/// Describes a single attribute in a schema.
#[derive(Debug, Clone, PartialEq, Serialize, Deserialize)]
pub struct Attribute {
    /// The type of the attribute.
    #[serde(rename = "type")]
    pub attr_type: AttributeType,
    /// Flags describing how the attribute can be used.
    #[serde(flatten)]
    pub flags: AttributeFlags,
    /// Human-readable description.
    #[serde(skip_serializing_if = "Option::is_none")]
    pub description: Option<String>,
    /// Replace-on-change policy.
    #[serde(default)]
    pub replace: ReplacePolicy,
    /// Value used when the configuration leaves the attribute unset.
    #[serde(skip_serializing_if = "Option::is_none")]
    pub default: Option<serde_json::Value>,
    /// Checks applied to configured values.
    #[serde(default, skip_serializing_if = "Vec::is_empty")]
    pub validators: Vec<Validator>,
}

impl Attribute {
    /// Create a new attribute with the given type and flags.
    pub fn new(attr_type: AttributeType, flags: AttributeFlags) -> Self {
        Self {
            attr_type,
            flags,
            description: None,
            replace: ReplacePolicy::InPlace,
            default: None,
            validators: Vec::new(),
        }
    }

    /// Required string.
    pub fn required_string() -> Self {
        Self::new(AttributeType::String, AttributeFlags::required())
    }

    /// Optional string.
    pub fn optional_string() -> Self {
        Self::new(AttributeType::String, AttributeFlags::optional())
    }

    /// Computed string.
    pub fn computed_string() -> Self {
        Self::new(AttributeType::String, AttributeFlags::computed())
    }

    /// Required int64.
    pub fn required_int64() -> Self {
        Self::new(AttributeType::Int64, AttributeFlags::required())
    }

    /// Optional int64.
    pub fn optional_int64() -> Self {
        Self::new(AttributeType::Int64, AttributeFlags::optional())
    }

    /// Computed int64.
    pub fn computed_int64() -> Self {
        Self::new(AttributeType::Int64, AttributeFlags::computed())
    }

    /// Computed float64.
    pub fn computed_float64() -> Self {
        Self::new(AttributeType::Float64, AttributeFlags::computed())
    }

    /// Optional bool.
    pub fn optional_bool() -> Self {
        Self::new(AttributeType::Bool, AttributeFlags::optional())
    }

    /// Computed bool.
    pub fn computed_bool() -> Self {
        Self::new(AttributeType::Bool, AttributeFlags::computed())
    }

    /// Optional list of the given element type.
    pub fn optional_list(element_type: AttributeType) -> Self {
        Self::new(AttributeType::list(element_type), AttributeFlags::optional())
    }

    /// Required list of the given element type.
    pub fn required_list(element_type: AttributeType) -> Self {
        Self::new(AttributeType::list(element_type), AttributeFlags::required())
    }

    /// Computed list of the given element type.
    pub fn computed_list(element_type: AttributeType) -> Self {
        Self::new(AttributeType::list(element_type), AttributeFlags::computed())
    }

    /// Set the description.
    pub fn with_description(mut self, description: impl Into<String>) -> Self {
        self.description = Some(description.into());
        self
    }

    /// Any change to this attribute replaces the resource.
    pub fn requires_replace(mut self) -> Self {
        self.replace = ReplacePolicy::Always;
        self
    }

    /// A configured change to this attribute replaces the resource.
    pub fn requires_replace_if_configured(mut self) -> Self {
        self.replace = ReplacePolicy::IfConfigured;
        self
    }

    /// Set a default and mark the attribute optional+computed.
    pub fn with_default(mut self, default: serde_json::Value) -> Self {
        self.flags.optional = true;
        self.flags.computed = true;
        self.flags.required = false;
        self.default = Some(default);
        self
    }

    /// Attach a validator.
    pub fn with_validator(mut self, validator: Validator) -> Self {
        self.validators.push(validator);
        self
    }

    /// Mark this attribute as sensitive.
    pub fn sensitive(mut self) -> Self {
        self.flags.sensitive = true;
        self
    }
}
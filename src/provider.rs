//! The TeraSwitch provider: configuration, dispatch and CRUD orchestration.
//!
//! [`TeraswitchProvider`] owns the registries of resource and data source
//! kinds. Once configured it shares one [`ProviderContext`] with every
//! operation; `stop` flips a watch flag that cancels any readiness wait in
//! flight and refuses new work.

use std::collections::BTreeMap;
use std::future::Future;
use std::sync::Arc;

use serde_json::Value;
use tokio::sync::{watch, RwLock};
use tracing::{debug, info, instrument, warn};

use crate::client::ApiClient;
use crate::config::ProviderConfig;
use crate::data_source::{self, DataSource};
use crate::error::ProviderError;
use crate::lifecycle::{Lifecycle, LifecycleState};
use crate::plan;
use crate::poll::{poll_until_status, Observed, PollOptions};
use crate::resources::{self, Resource};
use crate::schema::{diagnostics_to_error, Diagnostic, ProviderSchema, Schema};
use crate::service::{ImportedResource, ProviderService};
use crate::validation;

/// Everything a resource operation needs: settings, an API client and the
/// shutdown signal.
#[derive(Debug)]
pub struct ProviderContext {
    config: ProviderConfig,
    client: ApiClient,
    shutdown: watch::Receiver<bool>,
}

impl ProviderContext {
    /// Build a context, observing `shutdown` for cancellation.
    pub fn new(config: ProviderConfig, shutdown: watch::Receiver<bool>) -> Result<Self, ProviderError> {
        let client = ApiClient::new(&config)?;
        Ok(Self {
            config,
            client,
            shutdown,
        })
    }

    /// Resolved provider settings.
    pub fn config(&self) -> &ProviderConfig {
        &self.config
    }

    /// The API client.
    pub fn client(&self) -> &ApiClient {
        &self.client
    }

    /// Poll timing for a wait starting now.
    pub fn poll_options(&self) -> PollOptions {
        let options = PollOptions::every(self.config.poll_interval);
        match self.config.wait_timeout {
            Some(timeout) => options.with_timeout(timeout),
            None => options,
        }
    }

    /// True once the provider has been stopped.
    pub fn is_stopped(&self) -> bool {
        *self.shutdown.borrow()
    }

    /// Poll `fetch` until it reports `target`, honoring the configured
    /// interval, deadline and the provider's stop signal.
    pub async fn wait_for_status<T, F, Fut>(&self, fetch: F, target: &str) -> Result<T, ProviderError>
    where
        T: Observed,
        F: FnMut() -> Fut,
        Fut: Future<Output = Result<T, ProviderError>>,
    {
        let mut shutdown = self.shutdown.clone();
        let cancel = async move {
            let signalled = shutdown.wait_for(|stopped| *stopped).await.is_ok();
            if !signalled {
                // Sender gone: nothing can stop this wait any more.
                std::future::pending::<()>().await;
            }
        };
        poll_until_status(fetch, target, &self.poll_options(), cancel).await
    }
}

/// Declarative provider for TeraSwitch compute, metal, network and volume
/// resources.
pub struct TeraswitchProvider {
    resources: BTreeMap<&'static str, Box<dyn Resource>>,
    data_sources: BTreeMap<&'static str, Box<dyn DataSource>>,
    context: RwLock<Option<Arc<ProviderContext>>>,
    shutdown: watch::Sender<bool>,
}

impl std::fmt::Debug for TeraswitchProvider {
    fn fmt(&self, f: &mut std::fmt::Formatter<'_>) -> std::fmt::Result {
        f.debug_struct("TeraswitchProvider")
            .field("resources", &self.resources.keys().collect::<Vec<_>>())
            .field("data_sources", &self.data_sources.keys().collect::<Vec<_>>())
            .finish_non_exhaustive()
    }
}

impl Default for TeraswitchProvider {
    fn default() -> Self {
        Self::new()
    }
}

impl TeraswitchProvider {
    /// An unconfigured provider with every resource and data source kind
    /// registered.
    pub fn new() -> Self {
        let (shutdown, _) = watch::channel(false);
        Self {
            resources: resources::all()
                .into_iter()
                .map(|r| (r.type_name(), r))
                .collect(),
            data_sources: data_source::all()
                .into_iter()
                .map(|d| (d.type_name(), d))
                .collect(),
            context: RwLock::new(None),
            shutdown,
        }
    }

    /// A provider configured directly from resolved settings.
    pub async fn with_config(config: ProviderConfig) -> Result<Self, ProviderError> {
        let provider = Self::new();
        provider.install(config).await?;
        Ok(provider)
    }

    async fn install(&self, config: ProviderConfig) -> Result<(), ProviderError> {
        info!(endpoint = %config.endpoint, project_id = ?config.project_id, "provider configured");
        let ctx = ProviderContext::new(config, self.shutdown.subscribe())?;
        *self.context.write().await = Some(Arc::new(ctx));
        Ok(())
    }

    async fn context(&self) -> Result<Arc<ProviderContext>, ProviderError> {
        let ctx = self.context.read().await.clone().ok_or_else(|| {
            ProviderError::Configuration("provider has not been configured".to_string())
        })?;
        if ctx.is_stopped() {
            return Err(ProviderError::Cancelled("provider is stopping".to_string()));
        }
        Ok(ctx)
    }

    fn resource(&self, resource_type: &str) -> Result<&dyn Resource, ProviderError> {
        self.resources
            .get(resource_type)
            .map(|r| r.as_ref())
            .ok_or_else(|| ProviderError::UnknownResource(resource_type.to_string()))
    }

    fn data_source(&self, data_source_type: &str) -> Result<&dyn DataSource, ProviderError> {
        self.data_sources
            .get(data_source_type)
            .map(|d| d.as_ref())
            .ok_or_else(|| ProviderError::UnknownResource(data_source_type.to_string()))
    }
}

/// The user-settable part of `state`: computed-only attributes removed.
fn configurable(schema: &Schema, state: &Value) -> Value {
    match state {
        Value::Object(obj) => Value::Object(
            obj.iter()
                .filter(|(name, _)| {
                    schema
                        .attribute(name)
                        .map_or(true, |attr| !attr.flags.is_computed_only())
                })
                .map(|(k, v)| (k.clone(), v.clone()))
                .collect(),
        ),
        other => other.clone(),
    }
}

fn check(schema: &Schema, value: &Value) -> Result<(), ProviderError> {
    match diagnostics_to_error(&validation::validate(schema, value)) {
        Some(err) => Err(err),
        None => Ok(()),
    }
}

#[async_trait::async_trait]
impl ProviderService for TeraswitchProvider {
    fn schema(&self) -> ProviderSchema {
        let mut schema = ProviderSchema::new().with_provider_config(ProviderConfig::schema());
        for (name, resource) in &self.resources {
            schema = schema.with_resource(*name, resource.schema());
        }
        for (name, source) in &self.data_sources {
            schema = schema.with_data_source(*name, source.schema());
        }
        schema
    }

    #[instrument(skip(self, config), name = "provider.configure")]
    async fn configure(&self, config: Value) -> Result<Vec<Diagnostic>, ProviderError> {
        let diagnostics = validation::validate(&ProviderConfig::schema(), &config);
        if diagnostics.iter().any(Diagnostic::is_error) {
            warn!(diagnostics = diagnostics.len(), "provider configuration rejected");
            return Ok(diagnostics);
        }

        let resolved = match ProviderConfig::from_value(&config) {
            Ok(resolved) => resolved,
            Err(ProviderError::Configuration(msg)) => {
                warn!(error = %msg, "provider configuration rejected");
                return Ok(vec![Diagnostic::error("Invalid provider configuration").with_detail(msg)]);
            },
            Err(e) => return Err(e),
        };
        self.install(resolved).await?;
        Ok(diagnostics)
    }

    #[instrument(skip(self), name = "provider.stop")]
    async fn stop(&self) -> Result<(), ProviderError> {
        info!("stopping provider");
        self.shutdown.send_replace(true);
        Ok(())
    }

    #[instrument(skip(self, planned_state), name = "provider.create")]
    async fn create(&self, resource_type: &str, planned_state: Value) -> Result<Value, ProviderError> {
        let resource = self.resource(resource_type)?;
        let ctx = self.context().await?;
        let schema = resource.schema();
        check(&schema, &configurable(&schema, &planned_state))?;
        let planned = plan::apply_defaults(&schema, &planned_state);

        let mut lifecycle = Lifecycle::new(resource_type);
        match resource.create(&ctx, planned, &mut lifecycle).await {
            Ok(state) => {
                debug!(history = ?lifecycle.history(), "create finished");
                Ok(state)
            },
            Err(e) => {
                lifecycle.fail();
                match e.partial_state() {
                    Some(state) => warn!(
                        error = %e,
                        id = %state["id"],
                        at = ?lifecycle.history(),
                        "create failed after the resource was created"
                    ),
                    None => warn!(error = %e, at = ?lifecycle.history(), "create failed"),
                }
                Err(e)
            },
        }
    }

    #[instrument(skip(self, current_state), name = "provider.read")]
    async fn read(&self, resource_type: &str, current_state: Value) -> Result<Value, ProviderError> {
        let resource = self.resource(resource_type)?;
        let ctx = self.context().await?;
        resource.read(&ctx, current_state).await
    }

    #[instrument(skip(self, prior_state, planned_state), name = "provider.update")]
    async fn update(
        &self,
        resource_type: &str,
        prior_state: Value,
        planned_state: Value,
    ) -> Result<Value, ProviderError> {
        let resource = self.resource(resource_type)?;
        let ctx = self.context().await?;
        let schema = resource.schema();
        check(&schema, &configurable(&schema, &planned_state))?;

        let planned = plan::plan(&schema, Some(&prior_state), &planned_state);
        if planned.requires_replace {
            return Err(ProviderError::FailedPrecondition(format!(
                "{}: changes to [{}] require replacement",
                resource_type,
                planned.replace_paths().join(", ")
            )));
        }
        if planned.is_empty() {
            debug!("no changes to apply");
            return Ok(planned.planned_state);
        }

        let mut lifecycle = Lifecycle::existing(resource_type);
        lifecycle.advance(LifecycleState::Updating)?;
        match resource.update(&ctx, prior_state, planned.planned_state).await {
            Ok(state) => {
                lifecycle.advance(LifecycleState::Ready)?;
                Ok(state)
            },
            Err(e) => {
                lifecycle.fail();
                warn!(error = %e, "update failed");
                Err(e)
            },
        }
    }

    #[instrument(skip(self, current_state), name = "provider.delete")]
    async fn delete(&self, resource_type: &str, current_state: Value) -> Result<(), ProviderError> {
        let resource = self.resource(resource_type)?;
        let ctx = self.context().await?;

        let mut lifecycle = Lifecycle::existing(resource_type);
        lifecycle.advance(LifecycleState::Deleting)?;
        match resource.delete(&ctx, current_state).await {
            Ok(()) => lifecycle.advance(LifecycleState::Deleted),
            Err(e) => {
                lifecycle.fail();
                warn!(error = %e, "delete failed; resource is assumed to still exist");
                Err(e)
            },
        }
    }

    #[instrument(skip(self), name = "provider.import")]
    async fn import_resource(
        &self,
        resource_type: &str,
        id: &str,
    ) -> Result<Vec<ImportedResource>, ProviderError> {
        let resource = self.resource(resource_type)?;
        let ctx = self.context().await?;
        let state = resource.import(&ctx, id).await?;
        info!(id, "resource imported");
        Ok(vec![ImportedResource::new(resource_type, state)])
    }

    #[instrument(skip(self, config), name = "provider.read_data_source")]
    async fn read_data_source(
        &self,
        data_source_type: &str,
        config: Value,
    ) -> Result<Value, ProviderError> {
        let source = self.data_source(data_source_type)?;
        let ctx = self.context().await?;
        check(&source.schema(), &config)?;
        source.read(&ctx, config).await
    }
}
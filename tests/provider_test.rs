mod common;

use std::sync::Arc;
use std::time::Duration;

use common::{FakeApi, ADDRESS, PROJECT_ID};
use serde_json::{json, Value};
use tokio_test::{assert_err, assert_ok};
use teraswitch_provider::testing::{assert_plan_replaces, assert_plan_updates_in_place, ProviderTester};
use teraswitch_provider::{ProviderError, ProviderService, TeraswitchProvider};

async fn tester(api: &FakeApi) -> ProviderTester<TeraswitchProvider> {
    let tester = ProviderTester::new(TeraswitchProvider::new());
    tester.configure(api.provider_config()).await.unwrap();
    tester
}

fn compute_config() -> Value {
    json!({
        "region_id": "EWR1",
        "tier_id": "v1-small",
        "image_id": "ubuntu-22.04",
        "display_name": "web-1",
        "ssh_key_ids": [11],
        "boot_size": 40
    })
}

fn metal_config() -> Value {
    json!({
        "region_id": "EWR1",
        "tier_id": "7302p-64g",
        "display_name": "db-1",
        "password": "hunter22",
        "memory_gb": 64,
        "wait_for_ready": true,
        "raid_arrays": [{
            "name": "md0",
            "type": "Raid1",
            "members": ["nvme0n1", "nvme1n1"],
            "file_system": "Ext4",
            "mount_point": "/"
        }]
    })
}

#[tokio::test]
async fn test_compute_lifecycle() {
    let api = FakeApi::start().await;
    let tester = tester(&api).await;

    let state = tester
        .lifecycle_create("teraswitch_cloud_compute", compute_config())
        .await
        .unwrap();
    let id = state["id"].as_i64().unwrap();
    assert_eq!(state["ip_addresses"], json!([ADDRESS]));
    assert_eq!(state["desired_power_state"], "On");
    assert!(state["project_id"].is_null());

    let sent = api.instance(id).unwrap();
    assert_eq!(sent["projectId"], PROJECT_ID);
    assert_eq!(sent["bootSize"], 40);
    assert!(sent.get("password").is_none());

    let mut off = compute_config();
    off["desired_power_state"] = json!("Off");
    let plan = tester
        .plan_update("teraswitch_cloud_compute", state.clone(), off.clone())
        .await
        .unwrap();
    assert_plan_updates_in_place(&plan, "desired_power_state");

    let updated = tester
        .lifecycle_update("teraswitch_cloud_compute", state, off)
        .await
        .unwrap();
    assert_eq!(updated["desired_power_state"], "Off");
    assert_eq!(updated["id"], id);
    let power = api.calls("POST", &format!("/v2/Instance/{}/PowerCommand", id));
    assert_eq!(power.len(), 1);
    assert_eq!(power[0].query.as_deref(), Some("command=PowerOff"));

    assert_ok!(tester.delete("teraswitch_cloud_compute", updated).await);
    assert!(api.instance(id).is_none());
}

#[tokio::test]
async fn test_compute_skip_wait_leaves_addresses_empty() {
    let api = FakeApi::start().await;
    let tester = tester(&api).await;

    let mut config = compute_config();
    config["skip_wait_for_ready"] = json!(true);
    let plan = tester
        .plan_create("teraswitch_cloud_compute", config)
        .await
        .unwrap();
    let state = tester
        .create("teraswitch_cloud_compute", plan.planned_state)
        .await
        .unwrap();

    assert!(state["ip_addresses"].is_null());
    let id = state["id"].as_i64().unwrap();
    assert!(api.calls("GET", &format!("/v2/Instance/{}", id)).is_empty());
}

#[tokio::test]
async fn test_metal_lifecycle() {
    let api = FakeApi::start().await;
    let tester = tester(&api).await;

    let state = tester
        .lifecycle_create("teraswitch_metal", metal_config())
        .await
        .unwrap();
    let id = state["id"].as_i64().unwrap();
    assert_eq!(state["project_id"], PROJECT_ID);
    assert_eq!(state["ip_addresses"], json!([ADDRESS]));

    let sent = api.metal(id).unwrap();
    assert_eq!(sent["quantity"], 1);
    assert_eq!(sent["memoryGb"], 64);
    assert_eq!(sent["raidArrays"][0]["fileSystem"], "Ext4");

    let mut changed = metal_config();
    changed["display_name"] = json!("db-primary");
    changed["desired_power_state"] = json!("Off");
    let updated = tester
        .lifecycle_update("teraswitch_metal", state.clone(), changed)
        .await
        .unwrap();
    assert_eq!(updated["display_name"], "db-primary");
    assert_eq!(api.metal(id).unwrap()["displayName"], "db-primary");
    assert_eq!(
        api.calls("POST", &format!("/v2/Metal/{}/Rename", id)).len(),
        1
    );
    assert_eq!(
        api.calls("POST", &format!("/v2/Metal/{}/PowerCommand", id))[0]
            .query
            .as_deref(),
        Some("command=PowerOff")
    );

    let mut resized = metal_config();
    resized["memory_gb"] = json!(128);
    let plan = tester
        .plan_update("teraswitch_metal", updated.clone(), resized.clone())
        .await
        .unwrap();
    assert_plan_replaces(&plan, "memory_gb");
    let err = tester
        .update("teraswitch_metal", updated.clone(), plan.planned_state)
        .await
        .unwrap_err();
    assert!(matches!(err, ProviderError::FailedPrecondition(_)));

    tester.delete("teraswitch_metal", updated).await.unwrap();
    let deletes = api.calls("DELETE", &format!("/v1/Metal/{}", id));
    assert_eq!(deletes[0].query, Some(format!("projectId={}", PROJECT_ID)));
    assert!(api.metal(id).is_none());
}

#[tokio::test]
async fn test_metal_unchanged_name_is_not_renamed() {
    let api = FakeApi::start().await;
    let tester = tester(&api).await;

    let mut config = metal_config();
    config["wait_for_ready"] = json!(false);
    let state = tester
        .lifecycle_create("teraswitch_metal", config.clone())
        .await
        .unwrap();
    let id = state["id"].as_i64().unwrap();

    config["desired_power_state"] = json!("Off");
    tester
        .lifecycle_update("teraswitch_metal", state, config)
        .await
        .unwrap();
    assert!(api.calls("POST", &format!("/v2/Metal/{}/Rename", id)).is_empty());
}

#[tokio::test]
async fn test_network_create_import_delete() {
    let api = FakeApi::start().await;
    let tester = tester(&api).await;

    let state = tester
        .lifecycle_create(
            "teraswitch_network",
            json!({
                "region_id": "EWR1",
                "display_name": "private",
                "v4_subnet": "10.10.0.0",
                "v4_subnet_mask": "255.255.255.0"
            }),
        )
        .await
        .unwrap();
    let id = state["id"].as_str().unwrap().to_string();

    let imported = tester
        .import_resource("teraswitch_network", &id)
        .await
        .unwrap();
    assert_eq!(imported.len(), 1);
    assert_eq!(imported[0].resource_type, "teraswitch_network");
    assert_eq!(imported[0].state, state);

    assert_ok!(tester.delete("teraswitch_network", state.clone()).await);
    let err = assert_err!(tester.read("teraswitch_network", state).await);
    assert_eq!(err.status(), Some(404));
}

#[tokio::test]
async fn test_volume_create_import_delete() {
    let api = FakeApi::start().await;
    let tester = tester(&api).await;

    let state = tester
        .create(
            "teraswitch_volume",
            json!({
                "region_id": "EWR1",
                "display_name": "data",
                "volume_type": "NVME",
                "size": 100
            }),
        )
        .await
        .unwrap();
    assert_eq!(state["status"], "Creating");
    let id = state["id"].as_str().unwrap().to_string();

    let refreshed = tester.read("teraswitch_volume", state).await.unwrap();
    assert_eq!(refreshed["status"], "Available");
    assert_eq!(refreshed["size"], 100);

    let imported = tester.import_resource("teraswitch_volume", &id).await.unwrap();
    assert_eq!(imported[0].state, refreshed);

    tester
        .delete("teraswitch_volume", refreshed.clone())
        .await
        .unwrap();
    assert_eq!(api.volume_count(), 0);

    let err = tester.read("teraswitch_volume", refreshed).await.unwrap_err();
    assert!(err.is_not_found());
}

#[tokio::test]
async fn test_import_unsupported_for_compute() {
    let api = FakeApi::start().await;
    let tester = tester(&api).await;
    let err = assert_err!(tester.import_resource("teraswitch_cloud_compute", "12").await);
    assert!(matches!(err, ProviderError::Unimplemented(_)));
}

#[tokio::test]
async fn test_failed_delete_surfaces_status() {
    let api = FakeApi::start().await;
    let tester = tester(&api).await;
    let state = tester
        .lifecycle_create("teraswitch_cloud_compute", compute_config())
        .await
        .unwrap();
    let id = state["id"].as_i64().unwrap();

    api.fail_deletes();
    let err = tester
        .delete("teraswitch_cloud_compute", state)
        .await
        .unwrap_err();
    match err {
        ProviderError::Api { status, body } => {
            assert_eq!(status, 500);
            assert_eq!(body, "internal error");
        },
        other => panic!("unexpected error: {other:?}"),
    }
    assert!(api.instance(id).is_some());
}

#[tokio::test]
async fn test_metal_data_source() {
    let api = FakeApi::start().await;
    let tester = tester(&api).await;
    api.insert_metal(
        77,
        json!({
            "projectId": PROJECT_ID,
            "regionId": "LAX1",
            "displayName": "legacy",
            "tierId": "7302p-64g",
            "memoryGb": 64,
            "ipv4DefaultGateway": "198.51.100.1",
            "monthlyPrice": 199.0,
            "hourlyPrice": 0.27,
            "tags": ["db"]
        }),
    );

    let data = tester
        .read_data_source("teraswitch_metal", json!({"id": 77}))
        .await
        .unwrap();
    assert_eq!(data["id"], 77);
    assert_eq!(data["status"], "Active");
    assert_eq!(data["region_id"], "LAX1");
    assert_eq!(data["memory_gb"], 64);
    assert_eq!(data["ipv4_default_gateway"], "198.51.100.1");
    assert_eq!(data["hourly_price"], 0.27);
    assert_eq!(data["tags"], json!(["db"]));
}

#[tokio::test]
async fn test_stop_cancels_readiness_wait() {
    let api = FakeApi::start().await;
    api.hold_provisioning();
    let provider = Arc::new(TeraswitchProvider::new());
    provider.configure(api.provider_config()).await.unwrap();

    let task = {
        let provider = provider.clone();
        tokio::spawn(async move {
            let planned = provider
                .plan("teraswitch_cloud_compute", None, compute_config())
                .await?;
            provider
                .create("teraswitch_cloud_compute", planned.planned_state)
                .await
        })
    };

    tokio::time::sleep(Duration::from_millis(100)).await;
    provider.stop().await.unwrap();

    let err = task.await.unwrap().unwrap_err();
    match &err {
        ProviderError::Incomplete { source, .. } => {
            assert!(matches!(**source, ProviderError::Cancelled(_)), "{err:?}")
        },
        other => panic!("unexpected error: {other:?}"),
    }
    assert!(err.is_cancellation());
    let id = err.partial_state().unwrap()["id"].as_i64().unwrap();
    assert!(api.instance(id).is_some());
}

#[tokio::test]
async fn test_readiness_deadline() {
    let api = FakeApi::start().await;
    api.hold_provisioning();
    let mut config = api.provider_config();
    config["wait_timeout_secs"] = json!(1);
    let tester = ProviderTester::new(TeraswitchProvider::new());
    tester.configure(config).await.unwrap();

    let err = tester
        .lifecycle_create("teraswitch_metal", metal_config())
        .await
        .unwrap_err();
    match &err {
        ProviderError::Incomplete { source, .. } => {
            assert!(matches!(**source, ProviderError::DeadlineExceeded(_)), "{err:?}")
        },
        other => panic!("unexpected error: {other:?}"),
    }

    let state = err.partial_state().unwrap().clone();
    let id = state["id"].as_i64().unwrap();
    assert!(api.metal(id).is_some());
    assert_eq!(state["project_id"], PROJECT_ID);

    assert_ok!(tester.delete("teraswitch_metal", state).await);
    assert!(api.metal(id).is_none());
}

#[tokio::test]
async fn test_compute_wait_failure_returns_created_id() {
    let api = FakeApi::start().await;
    api.hold_provisioning();
    let mut config = api.provider_config();
    config["wait_timeout_secs"] = json!(1);
    let tester = ProviderTester::new(TeraswitchProvider::new());
    tester.configure(config).await.unwrap();

    let plan = tester
        .plan_create("teraswitch_cloud_compute", compute_config())
        .await
        .unwrap();
    let err = tester
        .create("teraswitch_cloud_compute", plan.planned_state)
        .await
        .unwrap_err();

    assert!(err.is_cancellation(), "{err:?}");
    let state = err.partial_state().unwrap();
    let id = state["id"].as_i64().unwrap();
    assert!(api.instance(id).is_some());
    assert_eq!(state["display_name"], "web-1");
    assert!(state["ip_addresses"].is_null());
}

#[tokio::test]
async fn test_huge_wait_timeout_is_accepted() {
    let api = FakeApi::start().await;
    let mut config = api.provider_config();
    config["wait_timeout_secs"] = json!(i64::MAX);
    let tester = ProviderTester::new(TeraswitchProvider::new());
    tester.configure(config).await.unwrap();

    let state = tester
        .lifecycle_create("teraswitch_cloud_compute", compute_config())
        .await
        .unwrap();
    assert_eq!(state["ip_addresses"], json!([ADDRESS]));
}

#[tokio::test]
async fn test_wrong_api_key_is_rejected() {
    let api = FakeApi::start().await;
    let mut config = api.provider_config();
    config["api_key"] = json!("wrong");
    let tester = ProviderTester::new(TeraswitchProvider::new());
    tester.configure(config).await.unwrap();

    let err = tester
        .read("teraswitch_cloud_compute", json!({"id": 1}))
        .await
        .unwrap_err();
    assert_eq!(err.status(), Some(401));
}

***

### Activity:
Every line in the records above with "calls" in it adds one to the count; give that count and nothing else.

### Answer to this exercise:
6